Filter the entries and keep only the lines where the string "PartialEq" appears.

[Collected data]

--------------------------------------------------

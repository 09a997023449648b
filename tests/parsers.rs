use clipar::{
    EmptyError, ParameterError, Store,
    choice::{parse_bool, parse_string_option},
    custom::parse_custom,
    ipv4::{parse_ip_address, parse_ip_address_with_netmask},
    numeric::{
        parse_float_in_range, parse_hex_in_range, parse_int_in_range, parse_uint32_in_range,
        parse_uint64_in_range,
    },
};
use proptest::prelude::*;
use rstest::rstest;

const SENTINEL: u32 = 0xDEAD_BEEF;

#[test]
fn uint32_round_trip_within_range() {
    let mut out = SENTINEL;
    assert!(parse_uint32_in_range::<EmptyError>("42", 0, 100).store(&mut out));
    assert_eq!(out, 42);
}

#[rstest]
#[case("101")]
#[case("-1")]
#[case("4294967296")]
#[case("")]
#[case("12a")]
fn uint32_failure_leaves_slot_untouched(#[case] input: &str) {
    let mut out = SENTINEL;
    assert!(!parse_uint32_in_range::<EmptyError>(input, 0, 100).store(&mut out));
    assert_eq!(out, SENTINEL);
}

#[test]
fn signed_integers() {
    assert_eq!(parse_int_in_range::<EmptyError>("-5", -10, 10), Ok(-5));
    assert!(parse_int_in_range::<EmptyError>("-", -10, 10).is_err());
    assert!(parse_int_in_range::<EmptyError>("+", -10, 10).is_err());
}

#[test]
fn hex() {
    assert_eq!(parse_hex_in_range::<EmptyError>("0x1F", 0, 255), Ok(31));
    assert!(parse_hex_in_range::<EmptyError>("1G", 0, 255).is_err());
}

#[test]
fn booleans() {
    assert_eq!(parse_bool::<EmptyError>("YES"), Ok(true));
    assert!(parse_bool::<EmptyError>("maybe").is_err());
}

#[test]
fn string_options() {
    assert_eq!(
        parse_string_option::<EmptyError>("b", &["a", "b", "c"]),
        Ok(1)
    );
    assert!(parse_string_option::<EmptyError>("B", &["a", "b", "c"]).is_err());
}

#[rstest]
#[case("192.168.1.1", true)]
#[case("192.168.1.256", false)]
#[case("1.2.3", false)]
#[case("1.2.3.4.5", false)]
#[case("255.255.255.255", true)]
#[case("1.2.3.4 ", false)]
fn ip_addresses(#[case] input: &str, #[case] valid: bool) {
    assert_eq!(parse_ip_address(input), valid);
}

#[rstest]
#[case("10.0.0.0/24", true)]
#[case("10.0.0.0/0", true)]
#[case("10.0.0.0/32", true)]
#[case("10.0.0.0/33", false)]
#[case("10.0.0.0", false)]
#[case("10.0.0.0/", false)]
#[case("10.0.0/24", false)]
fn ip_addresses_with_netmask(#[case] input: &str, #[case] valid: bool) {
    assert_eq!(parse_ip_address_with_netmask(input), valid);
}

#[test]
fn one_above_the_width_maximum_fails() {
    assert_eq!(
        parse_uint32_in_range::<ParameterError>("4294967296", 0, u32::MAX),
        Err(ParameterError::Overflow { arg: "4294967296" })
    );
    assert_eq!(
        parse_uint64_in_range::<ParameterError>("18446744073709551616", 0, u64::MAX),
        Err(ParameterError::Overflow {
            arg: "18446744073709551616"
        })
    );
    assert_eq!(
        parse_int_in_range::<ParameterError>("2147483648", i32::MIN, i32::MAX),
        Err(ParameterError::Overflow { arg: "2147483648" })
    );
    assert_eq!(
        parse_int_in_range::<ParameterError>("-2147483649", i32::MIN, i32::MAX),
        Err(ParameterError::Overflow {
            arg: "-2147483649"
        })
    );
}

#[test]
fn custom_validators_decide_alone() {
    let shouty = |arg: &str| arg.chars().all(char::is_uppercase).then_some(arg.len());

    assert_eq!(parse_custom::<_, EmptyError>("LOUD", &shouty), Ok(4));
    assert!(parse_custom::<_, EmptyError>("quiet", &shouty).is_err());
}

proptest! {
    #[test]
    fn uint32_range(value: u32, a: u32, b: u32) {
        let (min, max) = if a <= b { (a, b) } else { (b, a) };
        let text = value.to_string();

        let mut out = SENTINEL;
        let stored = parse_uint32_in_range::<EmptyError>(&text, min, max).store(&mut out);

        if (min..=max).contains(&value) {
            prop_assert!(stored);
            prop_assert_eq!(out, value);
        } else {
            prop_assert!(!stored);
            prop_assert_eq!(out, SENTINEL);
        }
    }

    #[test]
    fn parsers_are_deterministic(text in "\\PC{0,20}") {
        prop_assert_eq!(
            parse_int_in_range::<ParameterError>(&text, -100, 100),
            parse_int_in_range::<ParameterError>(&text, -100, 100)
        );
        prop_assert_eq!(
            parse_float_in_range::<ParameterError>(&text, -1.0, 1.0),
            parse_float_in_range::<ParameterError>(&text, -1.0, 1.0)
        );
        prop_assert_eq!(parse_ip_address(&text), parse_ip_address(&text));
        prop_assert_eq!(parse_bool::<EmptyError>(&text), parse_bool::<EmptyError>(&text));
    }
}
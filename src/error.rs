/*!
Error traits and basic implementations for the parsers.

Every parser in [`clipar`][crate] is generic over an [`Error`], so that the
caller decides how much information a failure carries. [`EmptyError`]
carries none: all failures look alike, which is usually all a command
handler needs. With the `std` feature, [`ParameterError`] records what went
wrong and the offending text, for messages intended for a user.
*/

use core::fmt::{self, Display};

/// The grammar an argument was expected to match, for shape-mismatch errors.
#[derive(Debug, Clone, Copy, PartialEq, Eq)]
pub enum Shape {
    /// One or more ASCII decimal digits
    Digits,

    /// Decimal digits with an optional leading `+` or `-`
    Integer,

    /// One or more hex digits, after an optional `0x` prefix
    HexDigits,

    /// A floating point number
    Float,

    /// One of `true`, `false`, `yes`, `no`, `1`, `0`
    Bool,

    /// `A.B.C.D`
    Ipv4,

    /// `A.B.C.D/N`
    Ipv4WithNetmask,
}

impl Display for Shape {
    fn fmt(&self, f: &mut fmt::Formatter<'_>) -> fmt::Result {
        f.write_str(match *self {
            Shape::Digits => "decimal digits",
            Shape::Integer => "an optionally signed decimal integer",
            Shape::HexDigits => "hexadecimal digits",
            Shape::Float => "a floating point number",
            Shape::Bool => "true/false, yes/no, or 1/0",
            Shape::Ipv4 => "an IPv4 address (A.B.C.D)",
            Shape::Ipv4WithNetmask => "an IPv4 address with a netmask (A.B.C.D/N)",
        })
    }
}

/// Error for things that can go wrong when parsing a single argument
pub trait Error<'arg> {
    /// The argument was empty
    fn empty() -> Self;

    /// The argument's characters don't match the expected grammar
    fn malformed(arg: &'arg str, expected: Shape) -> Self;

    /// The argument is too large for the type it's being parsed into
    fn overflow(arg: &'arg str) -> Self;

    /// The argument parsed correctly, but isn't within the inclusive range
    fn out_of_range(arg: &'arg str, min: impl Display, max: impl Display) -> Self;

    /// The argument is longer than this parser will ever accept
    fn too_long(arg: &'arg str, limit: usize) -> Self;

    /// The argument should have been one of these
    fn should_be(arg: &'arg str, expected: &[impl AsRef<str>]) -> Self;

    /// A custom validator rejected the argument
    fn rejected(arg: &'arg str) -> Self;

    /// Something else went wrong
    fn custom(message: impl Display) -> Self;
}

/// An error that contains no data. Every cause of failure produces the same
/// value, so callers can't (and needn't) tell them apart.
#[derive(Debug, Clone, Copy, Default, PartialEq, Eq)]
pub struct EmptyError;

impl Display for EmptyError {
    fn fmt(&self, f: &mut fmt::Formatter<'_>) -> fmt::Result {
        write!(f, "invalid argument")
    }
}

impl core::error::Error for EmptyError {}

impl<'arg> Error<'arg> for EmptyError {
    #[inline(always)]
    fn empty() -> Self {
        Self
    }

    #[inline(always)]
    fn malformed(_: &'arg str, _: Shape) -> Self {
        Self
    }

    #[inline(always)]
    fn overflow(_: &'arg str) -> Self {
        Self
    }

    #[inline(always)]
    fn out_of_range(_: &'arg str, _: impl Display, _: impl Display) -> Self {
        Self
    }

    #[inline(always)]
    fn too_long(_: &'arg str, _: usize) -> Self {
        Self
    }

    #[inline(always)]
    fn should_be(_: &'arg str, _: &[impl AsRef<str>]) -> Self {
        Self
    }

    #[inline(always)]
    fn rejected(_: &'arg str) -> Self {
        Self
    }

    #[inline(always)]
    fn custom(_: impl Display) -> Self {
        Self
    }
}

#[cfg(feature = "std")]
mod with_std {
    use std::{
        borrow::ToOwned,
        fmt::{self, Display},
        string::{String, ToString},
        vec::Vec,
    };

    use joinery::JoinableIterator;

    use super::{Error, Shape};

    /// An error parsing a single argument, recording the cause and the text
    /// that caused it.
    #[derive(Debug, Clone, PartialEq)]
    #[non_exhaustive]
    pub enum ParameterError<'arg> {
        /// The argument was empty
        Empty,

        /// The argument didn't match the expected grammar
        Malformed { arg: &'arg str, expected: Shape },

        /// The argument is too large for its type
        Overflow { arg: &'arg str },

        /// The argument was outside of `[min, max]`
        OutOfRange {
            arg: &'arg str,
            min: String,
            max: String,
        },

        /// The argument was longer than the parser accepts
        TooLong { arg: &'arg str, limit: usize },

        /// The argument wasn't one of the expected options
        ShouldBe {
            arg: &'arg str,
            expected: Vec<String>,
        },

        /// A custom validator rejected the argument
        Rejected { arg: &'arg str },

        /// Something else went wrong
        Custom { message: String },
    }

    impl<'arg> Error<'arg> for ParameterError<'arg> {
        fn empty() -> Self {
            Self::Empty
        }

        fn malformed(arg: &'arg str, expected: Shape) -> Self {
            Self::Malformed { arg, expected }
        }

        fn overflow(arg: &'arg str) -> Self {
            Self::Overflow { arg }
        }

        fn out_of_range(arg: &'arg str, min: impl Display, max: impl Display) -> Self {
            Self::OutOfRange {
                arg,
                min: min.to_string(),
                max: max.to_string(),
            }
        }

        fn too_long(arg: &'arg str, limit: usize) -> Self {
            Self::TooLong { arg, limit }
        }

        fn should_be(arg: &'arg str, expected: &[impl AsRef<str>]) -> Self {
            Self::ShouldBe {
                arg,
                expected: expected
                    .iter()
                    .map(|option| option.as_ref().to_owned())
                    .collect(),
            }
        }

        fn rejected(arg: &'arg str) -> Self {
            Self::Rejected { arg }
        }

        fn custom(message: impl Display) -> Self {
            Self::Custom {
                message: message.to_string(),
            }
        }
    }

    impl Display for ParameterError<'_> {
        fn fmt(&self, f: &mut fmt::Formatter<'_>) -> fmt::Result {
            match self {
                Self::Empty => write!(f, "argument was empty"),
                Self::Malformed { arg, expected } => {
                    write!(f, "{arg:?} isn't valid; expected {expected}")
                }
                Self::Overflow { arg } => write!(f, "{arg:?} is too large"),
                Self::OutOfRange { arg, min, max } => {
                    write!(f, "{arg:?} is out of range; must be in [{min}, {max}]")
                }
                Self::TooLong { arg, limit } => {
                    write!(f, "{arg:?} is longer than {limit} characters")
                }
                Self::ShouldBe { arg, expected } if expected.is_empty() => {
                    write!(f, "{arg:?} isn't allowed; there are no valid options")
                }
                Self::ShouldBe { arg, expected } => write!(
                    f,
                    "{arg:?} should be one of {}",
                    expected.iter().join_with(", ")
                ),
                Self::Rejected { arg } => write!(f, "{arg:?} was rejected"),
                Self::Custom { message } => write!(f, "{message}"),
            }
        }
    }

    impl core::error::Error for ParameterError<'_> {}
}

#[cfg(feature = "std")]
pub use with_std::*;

--------------------------------------------------

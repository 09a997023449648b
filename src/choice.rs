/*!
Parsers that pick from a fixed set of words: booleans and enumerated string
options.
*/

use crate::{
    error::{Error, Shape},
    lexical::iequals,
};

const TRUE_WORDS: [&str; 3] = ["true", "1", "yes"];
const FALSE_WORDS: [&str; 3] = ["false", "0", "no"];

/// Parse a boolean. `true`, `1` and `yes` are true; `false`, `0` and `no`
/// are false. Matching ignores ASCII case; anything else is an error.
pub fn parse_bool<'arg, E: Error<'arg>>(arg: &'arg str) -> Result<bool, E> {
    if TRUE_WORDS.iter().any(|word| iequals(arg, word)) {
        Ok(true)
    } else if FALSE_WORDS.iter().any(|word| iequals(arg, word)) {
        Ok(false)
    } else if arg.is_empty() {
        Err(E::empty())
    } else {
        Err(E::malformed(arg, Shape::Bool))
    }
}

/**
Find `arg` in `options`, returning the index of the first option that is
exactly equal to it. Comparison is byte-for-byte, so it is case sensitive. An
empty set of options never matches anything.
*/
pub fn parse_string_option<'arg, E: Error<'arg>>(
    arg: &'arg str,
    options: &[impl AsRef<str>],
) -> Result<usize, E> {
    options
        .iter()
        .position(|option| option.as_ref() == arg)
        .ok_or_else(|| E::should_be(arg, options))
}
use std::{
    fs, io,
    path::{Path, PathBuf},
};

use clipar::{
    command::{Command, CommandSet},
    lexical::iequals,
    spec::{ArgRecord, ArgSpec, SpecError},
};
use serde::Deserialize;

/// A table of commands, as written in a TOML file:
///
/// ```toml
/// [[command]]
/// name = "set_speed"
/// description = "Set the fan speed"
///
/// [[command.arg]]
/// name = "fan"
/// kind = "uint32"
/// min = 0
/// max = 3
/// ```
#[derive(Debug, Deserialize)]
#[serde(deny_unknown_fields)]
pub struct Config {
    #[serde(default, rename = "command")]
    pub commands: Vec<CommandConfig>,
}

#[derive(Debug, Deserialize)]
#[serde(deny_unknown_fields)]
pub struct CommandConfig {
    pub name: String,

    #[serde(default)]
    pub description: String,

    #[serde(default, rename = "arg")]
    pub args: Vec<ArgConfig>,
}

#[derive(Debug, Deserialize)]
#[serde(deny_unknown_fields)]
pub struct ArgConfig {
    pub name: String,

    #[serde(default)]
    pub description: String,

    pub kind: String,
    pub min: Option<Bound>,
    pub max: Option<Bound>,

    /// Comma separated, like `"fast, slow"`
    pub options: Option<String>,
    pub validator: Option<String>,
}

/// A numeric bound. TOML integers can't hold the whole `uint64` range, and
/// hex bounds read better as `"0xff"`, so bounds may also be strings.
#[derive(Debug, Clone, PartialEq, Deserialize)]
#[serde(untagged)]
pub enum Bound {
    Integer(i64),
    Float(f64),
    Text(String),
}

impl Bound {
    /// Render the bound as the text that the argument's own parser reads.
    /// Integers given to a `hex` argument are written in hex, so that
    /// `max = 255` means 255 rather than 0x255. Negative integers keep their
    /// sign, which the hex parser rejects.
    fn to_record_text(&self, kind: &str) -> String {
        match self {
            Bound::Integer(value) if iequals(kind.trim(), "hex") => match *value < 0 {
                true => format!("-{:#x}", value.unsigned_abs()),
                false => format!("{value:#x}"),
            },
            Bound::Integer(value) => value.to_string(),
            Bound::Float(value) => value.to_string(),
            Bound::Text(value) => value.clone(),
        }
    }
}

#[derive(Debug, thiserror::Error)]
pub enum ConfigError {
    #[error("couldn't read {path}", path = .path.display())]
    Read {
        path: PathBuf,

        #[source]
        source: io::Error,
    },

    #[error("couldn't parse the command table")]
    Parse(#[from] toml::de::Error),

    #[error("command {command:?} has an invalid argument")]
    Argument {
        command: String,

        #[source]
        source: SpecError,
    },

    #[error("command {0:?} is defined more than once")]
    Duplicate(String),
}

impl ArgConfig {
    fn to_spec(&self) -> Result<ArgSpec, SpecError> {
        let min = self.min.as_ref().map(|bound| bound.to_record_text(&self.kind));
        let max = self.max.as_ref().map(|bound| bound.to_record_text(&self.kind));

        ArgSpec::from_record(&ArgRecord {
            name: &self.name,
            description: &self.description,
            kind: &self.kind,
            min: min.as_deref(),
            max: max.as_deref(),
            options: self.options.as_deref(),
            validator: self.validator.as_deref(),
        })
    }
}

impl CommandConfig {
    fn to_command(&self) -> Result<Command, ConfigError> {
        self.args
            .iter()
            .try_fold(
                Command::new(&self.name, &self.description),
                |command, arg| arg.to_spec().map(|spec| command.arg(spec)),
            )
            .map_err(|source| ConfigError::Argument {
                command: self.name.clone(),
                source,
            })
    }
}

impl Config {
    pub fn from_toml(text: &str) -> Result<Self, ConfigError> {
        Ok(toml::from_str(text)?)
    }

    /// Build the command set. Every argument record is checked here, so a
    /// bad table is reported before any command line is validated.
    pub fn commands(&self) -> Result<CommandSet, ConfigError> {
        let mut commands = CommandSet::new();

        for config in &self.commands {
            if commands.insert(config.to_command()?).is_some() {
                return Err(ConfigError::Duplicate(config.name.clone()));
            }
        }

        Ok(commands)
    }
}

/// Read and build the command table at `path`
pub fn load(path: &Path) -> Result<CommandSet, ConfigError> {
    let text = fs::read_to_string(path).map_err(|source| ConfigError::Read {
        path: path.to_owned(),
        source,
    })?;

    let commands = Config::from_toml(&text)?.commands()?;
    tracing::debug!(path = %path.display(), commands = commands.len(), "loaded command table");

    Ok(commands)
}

--------------------------------------------------

▶ [RESPONSE BELOW]
#[derive(Debug, Clone, Copy, PartialEq, Eq)]
#[derive(Debug, Clone, Copy, Default, PartialEq, Eq)]
    #[derive(Debug, Clone, PartialEq)]
#[derive(Debug, Clone, PartialEq, Deserialize)]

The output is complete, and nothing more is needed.